Court of Appeals of Indiana

March 13, 2014

BRITTNEY L. ROMERO, Appellant-Plaintiff,
v.
TEDDY BRADY and ADVANTAGE TANK LINES, LLC, Appellees-Defendants,

APPEAL FROM THE SCOTT CIRCUIT COURT. The Honorable Roger L. Duvall, Judge. Cause No. 72C01-1104-CT-5.

ATTORNEYS FOR APPELLANT: AMY R. WHEATLEY, NICHOLAS F. STEIN, Law Office of Nicholas F. Stein, New Albany, Indiana.

ATTORNEYS FOR APPELLEES: BRYAN J. DILLON, F. LARKIN FORE, SARAH M. FORE, Fore Miller & Schwartz, Louisville, Kentucky.

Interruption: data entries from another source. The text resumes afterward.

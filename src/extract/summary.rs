use serde::Serialize;

use crate::dissector::DecodedPacket;

pub const SUMMARY_FILTER: &str = "ngap || nas-5gs || nas-eps || sctp || pfcp || gtp";
const NAS_LAYERS: [&str; 3] = ["nas-5gs", "nas_5gs", "nas-eps"];
const PDU_SESSION_MARKERS: [&str; 2] = ["pdu", "qos"];

/// Condensed view of a capture sent ahead of any tool call.
#[derive(Debug, Clone, Default, PartialEq, Eq, Serialize)]
pub struct CaptureSummary {
    pub total_packets: usize,
    pub ngap_packets: usize,
    pub nas_packets: usize,
    pub pdu_session_related: usize,
}

impl CaptureSummary {
    pub fn from_packets(packets: &[DecodedPacket]) -> Self {
        let mut summary = CaptureSummary {
            total_packets: packets.len(),
            ..Default::default()
        };
        for packet in packets {
            let ngap_layers: Vec<_> = packet
                .layers()
                .iter()
                .filter(|layer| layer.name() == "ngap")
                .collect();
            if !ngap_layers.is_empty() {
                summary.ngap_packets += 1;
                let pdu_related = ngap_layers.iter().any(|layer| {
                    layer.fields().any(|(name, _)| {
                        let name = name.to_lowercase();
                        PDU_SESSION_MARKERS.iter().any(|marker| name.contains(marker))
                    })
                });
                if pdu_related {
                    summary.pdu_session_related += 1;
                }
            }
            if NAS_LAYERS.iter().any(|name| packet.has_layer(name)) {
                summary.nas_packets += 1;
            }
        }
        summary
    }

    /// Text appended to the first user turn when a capture is attached.
    pub fn render_context(&self, filename: &str, sample_limit: usize, hint: &str) -> String {
        let mut context = format!("\n\nPCAP file loaded: {}\n", filename);
        context.push_str("Initial scan found:\n");
        context.push_str(
            &format!("- Total packets: {} (first {} analyzed)\n", self.total_packets, sample_limit)
        );
        context.push_str(&format!("- NGAP packets: {}\n", self.ngap_packets));
        context.push_str(&format!("- NAS packets: {}\n", self.nas_packets));
        context.push_str(&format!("- PDU Session related: {}\n\n", self.pdu_session_related));
        context.push_str(hint);
        context.push('\n');
        context
    }
}
use axum::http::StatusCode;
use axum::response::{ IntoResponse, Response };
use axum::Json;
use log::error;
use serde::Serialize;
use std::time::Duration;
use thiserror::Error;

use crate::llm::chat::LlmError;

/// Problems with what the caller sent us.
#[derive(Debug, Error)]
pub enum ValidationError {
    #[error("Only PCAP files are allowed (got '{0}')")]
    BadExtension(String),
    #[error("File not found: {0}")]
    UnknownCapture(String),
    #[error("Missing multipart field '{0}'")]
    MissingField(&'static str),
    #[error("Malformed upload: {0}")]
    MalformedUpload(String),
    #[error("Message {0} uses the tool role, which callers may not send")]
    CallerToolTurn(usize),
}

/// Failures coming out of the dissector or the worker wrapping it.
#[derive(Debug, Error)]
pub enum ExtractionError {
    #[error("{operation} timed out after {}s", .after.as_secs())]
    TimedOut {
        operation: &'static str,
        after: Duration,
    },
    #[error("failed to launch dissector '{binary}': {source}")]
    Launch {
        binary: String,
        #[source]
        source: std::io::Error,
    },
    #[error("dissector rejected the capture: {0}")]
    Dissector(String),
    #[error("dissector output could not be read: {0}")]
    Output(String),
    #[error("extraction worker failed: {0}")]
    Worker(String),
}

#[derive(Debug, Error)]
pub enum AnalyzerError {
    #[error(transparent)]
    Validation(#[from] ValidationError),
    #[error(transparent)]
    Extraction(#[from] ExtractionError),
    #[error(transparent)]
    Reasoning(#[from] LlmError),
    #[error("capture storage failed: {0}")]
    Storage(#[from] std::io::Error),
}

impl AnalyzerError {
    pub fn category(&self) -> &'static str {
        match self {
            AnalyzerError::Validation(_) => "validation_error",
            AnalyzerError::Extraction(_) => "extraction_error",
            AnalyzerError::Reasoning(_) => "reasoning_service_error",
            AnalyzerError::Storage(_) => "storage_error",
        }
    }

    pub fn status(&self) -> StatusCode {
        match self {
            AnalyzerError::Validation(ValidationError::UnknownCapture(_)) => StatusCode::NOT_FOUND,
            AnalyzerError::Validation(_) => StatusCode::BAD_REQUEST,
            AnalyzerError::Extraction(_) | AnalyzerError::Storage(_) =>
                StatusCode::INTERNAL_SERVER_ERROR,
            AnalyzerError::Reasoning(_) => StatusCode::BAD_GATEWAY,
        }
    }
}

#[derive(Serialize)]
struct ErrorBody {
    category: &'static str,
    detail: String,
}

impl IntoResponse for AnalyzerError {
    fn into_response(self) -> Response {
        let status = self.status();
        if status.is_server_error() {
            error!("{} ({}): {:?}", self.category(), status, self);
        }
        let body = ErrorBody {
            category: self.category(),
            detail: self.to_string(),
        };
        (status, Json(body)).into_response()
    }
}

#[cfg(test)]
mod tests {
    use super::*;

    #[test]
    fn unknown_capture_maps_to_not_found() {
        let err = AnalyzerError::from(ValidationError::UnknownCapture("deadbeef".into()));
        assert_eq!(err.status(), StatusCode::NOT_FOUND);
        assert_eq!(err.category(), "validation_error");
        assert_eq!(err.to_string(), "File not found: deadbeef");
    }

    #[test]
    fn timeout_message_names_the_operation() {
        let err = ExtractionError::TimedOut {
            operation: "packet counting",
            after: Duration::from_secs(30),
        };
        assert_eq!(err.to_string(), "packet counting timed out after 30s");
        assert_eq!(AnalyzerError::from(err).status(), StatusCode::INTERNAL_SERVER_ERROR);
    }
}
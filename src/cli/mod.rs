use clap::Parser;
use std::time::Duration;

#[derive(Parser, Debug, Clone)]
#[command(author, version, about, long_about = None)]
pub struct Args {
    // --- Server Args ---
    /// Host address and port for the HTTP API to listen on.
    #[arg(long, env = "SERVER_ADDR", default_value = "127.0.0.1:8000")]
    pub server_addr: String,

    /// Origin allowed by the CORS layer (the web frontend).
    #[arg(long, env = "CORS_ORIGIN", default_value = "http://localhost:3000")]
    pub cors_origin: String,

    /// Largest accepted request body in bytes (uploads included).
    #[arg(long, env = "MAX_UPLOAD_BYTES", default_value = "268435456")]
    pub max_upload_bytes: usize,

    /// Optional path to the TLS certificate file (PEM format). Requires --tls-key-path.
    #[arg(long, env = "TLS_CERT_PATH")]
    pub tls_cert_path: Option<String>,

    /// Optional path to the TLS private key file (PEM format). Requires --tls-cert-path.
    #[arg(long, env = "TLS_KEY_PATH")]
    pub tls_key_path: Option<String>,

    #[arg(long, env = "ENABLE_TLS", default_value = "false")]
    pub enable_tls: bool,

    // --- Chat LLM Provider Args ---
    /// Type of LLM provider for chat completion (openai, ollama, deepseek, groq, xai)
    #[arg(long, env = "CHAT_LLM_TYPE", default_value = "openai")]
    pub chat_llm_type: String,

    /// Base URL for the Chat LLM provider API (e.g., https://api.openai.com/v1)
    #[arg(long, env = "CHAT_BASE_URL")] // No default, let the provider type decide
    pub chat_base_url: Option<String>,

    /// API Key for the Chat LLM provider
    #[arg(long, env = "OPENAI_API_KEY", default_value = "")]
    pub chat_api_key: String,

    /// Model name for chat completion (e.g., o4-mini, gpt-4o, llama3.1)
    #[arg(long, env = "CHAT_MODEL", default_value = "o4-mini")]
    pub chat_model: String,

    /// Upper bound on generated tokens per completion request.
    #[arg(long, env = "MAX_COMPLETION_TOKENS", default_value = "5000")]
    pub max_completion_tokens: u32,

    /// Reasoning effort hint (low, medium, high). Empty disables the hint.
    #[arg(long, env = "REASONING_EFFORT", default_value = "high")]
    pub reasoning_effort: String,

    /// Seconds a single completion request may take before it is abandoned.
    #[arg(long, env = "LLM_TIMEOUT_SECS", default_value = "300")]
    pub llm_timeout_secs: u64,

    /// Path to an optional prompt configuration file overriding the built-in prompts.
    #[arg(long, env = "PROMPTS_PATH")]
    pub prompts_path: Option<String>,

    // --- Capture / Dissector Args ---
    /// Directory uploaded captures are written to. Defaults to the system temp dir.
    #[arg(long, env = "CAPTURE_DIR")]
    pub capture_dir: Option<String>,

    /// Path or name of the tshark binary.
    #[arg(long, env = "TSHARK_PATH", default_value = "tshark")]
    pub tshark_path: String,

    /// Packets beyond this ceiling are not counted on upload.
    #[arg(long, env = "UPLOAD_PACKET_CEILING", default_value = "10000")]
    pub upload_packet_ceiling: usize,

    /// Seconds allowed for counting packets on upload.
    #[arg(long, env = "UPLOAD_TIMEOUT_SECS", default_value = "30")]
    pub upload_timeout_secs: u64,

    /// Packets sampled for the capture summary sent with the first user turn.
    #[arg(long, env = "SUMMARY_PACKET_LIMIT", default_value = "50")]
    pub summary_packet_limit: usize,

    /// Seconds allowed for building the capture summary.
    #[arg(long, env = "SUMMARY_TIMEOUT_SECS", default_value = "60")]
    pub summary_timeout_secs: u64,

    /// Packets examined by a tool call that does not name its own limit.
    #[arg(long, env = "TOOL_DEFAULT_LIMIT", default_value = "200")]
    pub tool_default_limit: usize,

    /// Hard cap on the limit a tool call may request.
    #[arg(long, env = "TOOL_MAX_LIMIT", default_value = "1000")]
    pub tool_max_limit: usize,

    /// Seconds allowed for a single tool-invoked extraction.
    #[arg(long, env = "TOOL_TIMEOUT_SECS", default_value = "20")]
    pub tool_timeout_secs: u64,

    /// Enable debug logging/output
    #[arg(long, env = "DEBUG", default_value = "false")]
    pub debug: bool,
}

impl Args {
    pub fn upload_timeout(&self) -> Duration {
        Duration::from_secs(self.upload_timeout_secs)
    }

    pub fn summary_timeout(&self) -> Duration {
        Duration::from_secs(self.summary_timeout_secs)
    }

    pub fn tool_timeout(&self) -> Duration {
        Duration::from_secs(self.tool_timeout_secs)
    }

    pub fn llm_timeout(&self) -> Duration {
        Duration::from_secs(self.llm_timeout_secs)
    }

    pub fn reasoning_effort(&self) -> Option<String> {
        let effort = self.reasoning_effort.trim();
        if effort.is_empty() {
            None
        } else {
            Some(effort.to_string())
        }
    }
}
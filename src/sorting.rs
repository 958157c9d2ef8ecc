//! Back-to-front depth ordering for the painter's algorithm.
//!
//! Faces are ordered by ascending depth key, so the farthest face comes first
//! and nearer faces paint over it. The routine is a quicksort with Lomuto
//! partitioning around the last element; it is not stable, and ties keep
//! whatever order the partitioning leaves them in.

/// Sorts `items` in place by ascending `depth`.
///
/// Time complexity: O(n log n) average, O(n²) worst case
/// Space complexity: O(log n) stack, recursing only into the smaller half
///
/// An already ascending slice is left untouched. NaN keys never compare
/// `<=`, so they gather at pivot positions instead of panicking.
pub fn sort_by_depth<T, F>(items: &mut [T], depth: F)
where
    F: Fn(&T) -> f32,
{
    let keys: Vec<f32> = items.iter().map(&depth).collect();
    let mut order: Vec<usize> = (0..items.len()).collect();
    quicksort(&mut order, &keys);
    apply_permutation(items, &order);
}

/// Returns the indices of `keys` in back-to-front order.
pub fn depth_order(keys: &[f32]) -> Vec<usize> {
    let mut order: Vec<usize> = (0..keys.len()).collect();
    quicksort(&mut order, keys);
    order
}

fn quicksort(order: &mut [usize], keys: &[f32]) {
    let mut slice = order;
    while slice.len() > 1 {
        let pivot = partition(slice, keys);
        let (left, right) = std::mem::take(&mut slice).split_at_mut(pivot);
        let right = &mut right[1..];
        if left.len() < right.len() {
            quicksort(left, keys);
            slice = right;
        } else {
            quicksort(right, keys);
            slice = left;
        }
    }
}

/// Lomuto partition: everything with key `<=` the last element's key moves to
/// the front, then the pivot is swapped in after them. Returns the pivot index.
fn partition(order: &mut [usize], keys: &[f32]) -> usize {
    let end = order.len() - 1;
    let pivot_key = keys[order[end]];
    let mut store = 0;
    for j in 0..end {
        if keys[order[j]] <= pivot_key {
            order.swap(store, j);
            store += 1;
        }
    }
    order.swap(store, end);
    store
}

/// Reorders `items` so that `items[i]` becomes the old `items[order[i]]`.
fn apply_permutation<T>(items: &mut [T], order: &[usize]) {
    let mut placed = vec![false; items.len()];
    for start in 0..items.len() {
        if placed[start] {
            continue;
        }
        // Walk the cycle starting at `start`, pulling each source into place.
        let mut current = start;
        loop {
            placed[current] = true;
            let source = order[current];
            if placed[source] {
                break;
            }
            items.swap(current, source);
            current = source;
        }
    }
}
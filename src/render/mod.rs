//! Draw-call sinks.
//!
//! The box pipeline hands finished faces to a [`Surface`]. Two sinks are
//! provided: the software [`Renderer`], which rasterizes into an ARGB8888
//! color buffer, and [`DrawList`], which just records the calls in order.

mod framebuffer;
mod rasterizer;
mod renderer;

pub use framebuffer::FrameBuffer;
pub use rasterizer::EdgeFunctionRasterizer;
pub use renderer::Renderer;

use crate::colors::Color;
use crate::face::ProjectedFace;
use crate::math::vec2::Vec2;

/// Anything that accepts 2D draw calls in submission order.
///
/// There is no depth test: later calls paint over earlier ones.
pub trait Surface {
    /// Draw one projected face, filled or as an outline depending on its kind.
    fn draw_face(&mut self, face: &ProjectedFace);

    /// Draw a single line segment.
    fn draw_line(&mut self, from: Vec2, to: Vec2, color: Color);
}

/// A recorded draw call.
#[derive(Debug, Clone, Copy, PartialEq)]
pub enum DrawCommand {
    Face(ProjectedFace),
    Line { from: Vec2, to: Vec2, color: Color },
}

/// A [`Surface`] that records every call instead of drawing it.
#[derive(Debug, Clone, Default)]
pub struct DrawList {
    commands: Vec<DrawCommand>,
}

impl DrawList {
    pub fn new() -> Self {
        Self::default()
    }

    pub fn commands(&self) -> &[DrawCommand] {
        &self.commands
    }

    /// Only the face submissions, in order.
    pub fn faces(&self) -> impl Iterator<Item = &ProjectedFace> {
        self.commands.iter().filter_map(|cmd| match cmd {
            DrawCommand::Face(face) => Some(face),
            DrawCommand::Line { .. } => None,
        })
    }

    pub fn len(&self) -> usize {
        self.commands.len()
    }

    pub fn is_empty(&self) -> bool {
        self.commands.is_empty()
    }

    pub fn clear(&mut self) {
        self.commands.clear();
    }
}

impl Surface for DrawList {
    fn draw_face(&mut self, face: &ProjectedFace) {
        self.commands.push(DrawCommand::Face(*face));
    }

    fn draw_line(&mut self, from: Vec2, to: Vec2, color: Color) {
        self.commands.push(DrawCommand::Line { from, to, color });
    }
}
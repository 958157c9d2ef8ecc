//! The box grid and the noise-driven height field.
//!
//! Boxes are stored in one flat list, x outermost, then y, then z. Every
//! command (rotation, translation, per-frame update, draw) iterates that list
//! uniformly; [`Scene::index`] gives the grid view on top of it.

use std::f32::consts::{FRAC_PI_4, PI};

use crate::colors::Color;
use crate::config::{GridSize, SceneConfig};
use crate::cuboid::Cuboid;
use crate::input::InputState;
use crate::math::vec2::Vec2;
use crate::math::vec3::Vec3;
use crate::noise_field::{self, map_range, NoiseFactors};
use crate::projection::RenderContext;
use crate::render::Surface;

/// Shift applied to every box's z so no vertex sits exactly on a projection
/// boundary.
pub const Z_EPSILON: f32 = 0.0001;

/// Isometric-style starting orientation shared by every box.
pub fn initial_rotation() -> Vec3 {
    Vec3::new(FRAC_PI_4, -(1.0 / 2f32.sqrt()).atan(), 0.0)
}

pub struct Scene {
    config: SceneConfig,
    factors: NoiseFactors,
    noise: Vec<f32>,
    noise_min: f32,
    noise_max: f32,
    boxes: Vec<Cuboid>,
    offset: f32,
}

impl Scene {
    pub fn new(config: SceneConfig) -> Self {
        let mut scene = Self {
            config,
            factors: NoiseFactors::default(),
            noise: Vec::new(),
            noise_min: 0.0,
            noise_max: 0.0,
            boxes: Vec::with_capacity(config.grid.count()),
            offset: 0.0,
        };
        scene.reset(config.seed);
        scene
    }

    /// Rebuilds the grid and regenerates the noise. `None` draws a new
    /// random seed.
    pub fn reset(&mut self, seed: Option<u32>) {
        self.factors = match seed {
            Some(seed) => NoiseFactors {
                seed,
                ..NoiseFactors::default()
            },
            None => NoiseFactors::with_random_seed(),
        };
        self.noise = noise_field::generate(&self.factors);
        self.noise_min = noise_field::min(&self.noise);
        self.noise_max = noise_field::max(&self.noise);
        self.offset = 0.0;

        let GridSize { x: cx, y: cy, z: cz } = self.config.grid;
        let rotation = initial_rotation();
        self.boxes.clear();
        for x in 0..cx {
            for y in 0..cy {
                for z in 0..cz {
                    let cuboid = Cuboid::new(
                        self.cell_position(x, y, z),
                        self.config.box_size,
                        rotation,
                        self.cell_color(x, y, z),
                        self.config.kind,
                    );
                    self.boxes.push(cuboid);
                }
            }
        }
    }

    // ============ Grid ============

    pub fn len(&self) -> usize {
        self.boxes.len()
    }

    pub fn is_empty(&self) -> bool {
        self.boxes.is_empty()
    }

    /// Flat index of cell (x, y, z).
    pub fn index(&self, x: usize, y: usize, z: usize) -> usize {
        let GridSize { y: cy, z: cz, .. } = self.config.grid;
        (x * cy + y) * cz + z
    }

    pub fn get(&self, x: usize, y: usize, z: usize) -> Option<&Cuboid> {
        let grid = self.config.grid;
        if x < grid.x && y < grid.y && z < grid.z {
            self.boxes.get(self.index(x, y, z))
        } else {
            None
        }
    }

    pub fn boxes(&self) -> &[Cuboid] {
        &self.boxes
    }

    fn cell_position(&self, x: usize, y: usize, z: usize) -> Vec3 {
        let grid = self.config.grid;
        let size = self.config.box_size;
        let axis = |i: usize, count: usize, edge: f32| i as f32 * edge - (count as f32 - 1.0) * edge * 0.5;
        Vec3::new(
            axis(x, grid.x, size.x),
            axis(y, grid.y, size.y),
            axis(z, grid.z, size.z) + Z_EPSILON,
        )
    }

    fn cell_color(&self, x: usize, y: usize, z: usize) -> Color {
        let grid = self.config.grid;
        let tint = |i: usize, count: usize, base: f32| {
            (map_range(i as f32, 0.0, count as f32, 0.0, 30.0) + base).clamp(0.0, 255.0) as u8
        };
        Color::rgb(tint(x, grid.x, 150.0), tint(y, grid.y, 50.0), tint(z, grid.z, 30.0))
    }

    // ============ Noise ============

    pub fn noise(&self) -> &[f32] {
        &self.noise
    }

    pub fn noise_factors(&self) -> &NoiseFactors {
        &self.factors
    }

    /// Current scroll position into the noise sequence.
    pub fn offset(&self) -> f32 {
        self.offset
    }

    /// Noise sample at `index`, wrapped into the sequence.
    fn sample(&self, index: usize) -> f32 {
        if self.noise.is_empty() {
            return 0.0;
        }
        self.noise[index % self.noise.len()]
    }

    /// Height of cell (x, z) for the current scroll offset.
    pub fn cell_height(&self, x: usize, z: usize) -> f32 {
        let grid = self.config.grid;
        let center = Vec2::new(grid.x as f32 * 0.5, grid.z as f32 * 0.5);
        let cell = Vec2::new(x as f32 + 0.5, z as f32 + 0.5);
        let ripple = map_range(
            cell.distance(center),
            0.0,
            center.distance(Vec2::ZERO),
            0.0,
            self.config.ripple_spread,
        );
        let value = self.sample((self.offset + ripple) as usize);
        let unit = map_range(value, self.noise_min, self.noise_max, -1.0, 1.0);
        self.config.base_height + self.config.height_amplitude * unit
    }

    fn advance_offset(&mut self) {
        let step = self.factors.interval as f32;
        if self.offset <= self.factors.size as f32 - step * 1.01 {
            self.offset += step;
        } else {
            self.offset = 0.0;
        }
    }

    // ============ Frame ============

    /// Applies one frame of sampled input to every box.
    pub fn apply_input(&mut self, input: &InputState, ctx: &RenderContext) {
        let rotation = input.rotation_delta();
        let translation = input.translation_delta();
        let drag = input.mouse_drag.map(|(mx, my)| {
            (
                map_range(mx as f32, 0.0, ctx.width() as f32, PI, -PI),
                map_range(my as f32, 0.0, ctx.height() as f32, PI, -PI),
            )
        });

        for cuboid in &mut self.boxes {
            cuboid.rotate(rotation);
            cuboid.translate(translation);
            if let Some((rx, ry)) = drag {
                let current = cuboid.rotation();
                cuboid.set_rotation(Vec3::new(rx, ry, current.z));
            }
        }
    }

    /// Updates heights from the noise, recomputes vertices and scrolls.
    pub fn update(&mut self) {
        let GridSize { x: cx, y: cy, z: cz } = self.config.grid;
        for x in 0..cx {
            for z in 0..cz {
                let height = self.cell_height(x, z);
                for y in 0..cy {
                    let index = self.index(x, y, z);
                    let cuboid = &mut self.boxes[index];
                    let footprint = cuboid.size();
                    cuboid.set_size(Vec3::new(footprint.x, height, footprint.z));
                }
            }
        }
        for cuboid in &mut self.boxes {
            cuboid.update();
        }
        self.advance_offset();
    }

    /// Draws every box in list order, then the noise trace.
    pub fn display<S: Surface + ?Sized>(&self, ctx: &RenderContext, surface: &mut S) {
        for cuboid in &self.boxes {
            cuboid.display(ctx, surface);
        }
        if self.config.show_noise_trace {
            self.draw_noise_trace(ctx, surface);
        }
    }

    fn draw_noise_trace<S: Surface + ?Sized>(&self, ctx: &RenderContext, surface: &mut S) {
        let size = self.noise.len();
        if size < 2 {
            return;
        }
        let w = ctx.width() as f32;
        let h = ctx.height() as f32;
        let start = self.offset as usize;
        let point = |i: usize| {
            Vec2::new(
                map_range(i as f32, 0.0, size as f32, 0.0, w),
                map_range(self.sample(start + i), self.noise_min, self.noise_max, -h / 4.0, h / 4.0) + h / 2.0,
            )
        };
        for i in 1..size {
            surface.draw_line(point(i - 1), point(i), Color::WHITE);
        }
    }

    pub fn late_update(&mut self) {
        for cuboid in &mut self.boxes {
            cuboid.late_update();
        }
    }
}

#[cfg(test)]
mod tests {
    use super::*;
    use crate::projection::ViewMode;
    use crate::render::{DrawCommand, DrawList};
    use approx::assert_relative_eq;

    fn seeded(config: SceneConfig) -> Scene {
        Scene::new(SceneConfig {
            seed: Some(11),
            ..config
        })
    }

    #[test]
    fn default_grid_has_four_hundred_boxes() {
        let scene = seeded(SceneConfig::default());
        assert_eq!(scene.len(), 400);
        assert_eq!(scene.index(19, 0, 19), 399);
        assert!(scene.get(20, 0, 0).is_none());
    }

    #[test]
    fn positions_are_symmetric_about_origin() {
        let scene = seeded(SceneConfig::default());
        let first = scene.get(0, 0, 0).unwrap().position();
        let last = scene.get(19, 0, 19).unwrap().position();
        assert_relative_eq!(first.x, -114.0);
        assert_relative_eq!(last.x, 114.0);
        assert_relative_eq!(first.y, 0.0);
        assert_relative_eq!(first.z, -114.0 + Z_EPSILON);
        assert_relative_eq!(last.z, 114.0 + Z_EPSILON);
    }

    #[test]
    fn colors_tint_along_axes() {
        let scene = seeded(SceneConfig::default());
        assert_eq!(scene.get(0, 0, 0).unwrap().fill_color(), Color::rgb(150, 50, 30));
        assert_eq!(scene.get(10, 0, 10).unwrap().fill_color(), Color::rgb(165, 50, 45));
    }

    #[test]
    fn offset_scrolls_and_wraps() {
        let mut scene = seeded(SceneConfig::default());
        scene.update();
        assert_eq!(scene.offset(), 10.0);

        // 800 - 10.1 is the last offset that still advances.
        for _ in 0..78 {
            scene.update();
        }
        assert_eq!(scene.offset(), 790.0);
        scene.update();
        assert_eq!(scene.offset(), 0.0);
    }

    #[test]
    fn heights_stay_within_amplitude() {
        let mut scene = seeded(SceneConfig::default());
        scene.update();
        for cuboid in scene.boxes() {
            let h = cuboid.size().y;
            assert!((90.0 - 1e-3..=270.0 + 1e-3).contains(&h), "height {h}");
            assert_eq!(cuboid.size().x, 12.0);
        }
    }

    #[test]
    fn rotation_key_turns_every_box() {
        let mut scene = seeded(SceneConfig::default());
        let ctx = RenderContext::new(800, 600, ViewMode::Perspective);
        let before = initial_rotation();
        let input = InputState {
            rotate_y_pos: true,
            ..InputState::default()
        };
        scene.apply_input(&input, &ctx);
        for cuboid in scene.boxes() {
            assert_relative_eq!(cuboid.rotation().y, before.y + 0.05);
            assert_relative_eq!(cuboid.rotation().x, before.x);
        }
    }

    #[test]
    fn mouse_drag_sets_rotation_from_cursor() {
        let mut scene = seeded(SceneConfig::default());
        let ctx = RenderContext::new(800, 600, ViewMode::Perspective);
        let input = InputState {
            mouse_drag: Some((0, 300)),
            rotate_z_pos: true,
            ..InputState::default()
        };
        scene.apply_input(&input, &ctx);
        let rotation = scene.boxes()[0].rotation();
        assert_relative_eq!(rotation.x, PI);
        assert_relative_eq!(rotation.y, 0.0, epsilon = 1e-6);
        assert_relative_eq!(rotation.z, 0.05);
    }

    #[test]
    fn display_draws_boxes_then_trace() {
        let scene = seeded(SceneConfig {
            grid: GridSize { x: 2, y: 1, z: 2 },
            ..SceneConfig::default()
        });
        let ctx = RenderContext::new(800, 600, ViewMode::Perspective);
        let mut list = DrawList::new();
        scene.display(&ctx, &mut list);

        assert_eq!(list.faces().count(), 4 * 6);
        assert_eq!(list.len(), 4 * 6 + 799);
        assert!(matches!(list.commands()[24], DrawCommand::Line { color: Color::WHITE, .. }));
    }

    #[test]
    fn trace_can_be_hidden() {
        let scene = seeded(SceneConfig {
            grid: GridSize { x: 1, y: 1, z: 1 },
            show_noise_trace: false,
            ..SceneConfig::default()
        });
        let ctx = RenderContext::new(800, 600, ViewMode::Orthographic);
        let mut list = DrawList::new();
        scene.display(&ctx, &mut list);
        assert_eq!(list.len(), 6);
    }

    #[test]
    fn reset_with_seed_is_reproducible() {
        let mut a = seeded(SceneConfig::default());
        let b = seeded(SceneConfig::default());
        a.update();
        a.reset(Some(11));
        assert_eq!(a.offset(), 0.0);
        assert_eq!(a.noise(), b.noise());
        assert_eq!(a.boxes(), b.boxes());
    }
}
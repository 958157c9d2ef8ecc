use std::ops::{Add, Mul, Sub};

#[derive(Clone, Copy, Debug, Default, PartialEq)]
pub struct Vec2 {
    pub x: f32,
    pub y: f32,
}

impl Vec2 {
    pub const ZERO: Self = Self { x: 0.0, y: 0.0 };

    pub const fn new(x: f32, y: f32) -> Self {
        Self { x, y }
    }

    pub fn is_finite(&self) -> bool {
        self.x.is_finite() && self.y.is_finite()
    }

    /// Euclidean distance between two points.
    pub fn distance(&self, other: Self) -> f32 {
        ((self.x - other.x).powi(2) + (self.y - other.y).powi(2)).sqrt()
    }
}

impl Add<Vec2> for Vec2 {
    type Output = Vec2;

    fn add(self, rhs: Vec2) -> Self::Output {
        Self::new(self.x + rhs.x, self.y + rhs.y)
    }
}

impl Sub<Vec2> for Vec2 {
    type Output = Vec2;

    fn sub(self, rhs: Vec2) -> Self::Output {
        Self::new(self.x - rhs.x, self.y - rhs.y)
    }
}

impl Mul<f32> for Vec2 {
    type Output = Vec2;

    fn mul(self, rhs: f32) -> Self::Output {
        Self::new(self.x * rhs, self.y * rhs)
    }
}

#[cfg(test)]
mod tests {
    use super::*;
    use approx::assert_relative_eq;

    #[test]
    fn distance_is_euclidean() {
        let a = Vec2::new(0.0, 0.0);
        let b = Vec2::new(3.0, 4.0);
        assert_relative_eq!(a.distance(b), 5.0);
    }
}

BARNES, Judge. ROBB, J., and BROWN, J., concur.

OPINION

BARNES, Judge

Case Summary

Brittney Romero appeals the grant of summary judgment in favor of Teddy Brady and Advantage Tank Lines, LLC., (" Advantage" )

Page 1167

(collectively, " the Appellees" ). We reverse.

Issue

Romero raises one issue, which we restate as whether the trial court properly granted summary judgment in favor of the Appellees.

Facts

On October 21, 2010, Romero was driving her car southbound on I-65 in Scott County. Romero was traveling in the left lane, and Brady, who is employed by Advantage, was driving a tractor-trailer in the right lane behind Jonathan Stigler, who was driving a box truck. After Romero passed Brady, Stigler swerved into the left lane, causing Romero to drive off the left shoulder, lose control of her car, and drive perpendicularly into the right lane, in front of Brady's truck. Brady's truck collided with Romero's car, and she suffered extensive injuries as a result of the collision.

Romero filed an amended complaint alleging that Stigler, Brady, and Advantage were negligent. Romero settled with Stigler, and she dismissed her claim against him. The Appellees filed a motion for summary judgment, arguing that Brady did not owe Romero a duty to maintain a certain distance behind Stigler's truck. The Appellees also argued that, even if Brady was following Stigler's truck too closely, " there is no dispute that Brady had no part in causing Romero's vehicle to leave the roadway or to travel into his lane of travel." Id. at 58. Romero responded by arguing that Brady owed her a duty of reasonable care. The trial court granted the Appellees' motion for summary judgment because Brady did not owe Romero a duty, Brady did not violate any duty owed to Romero, and " [t]he link in causation is ...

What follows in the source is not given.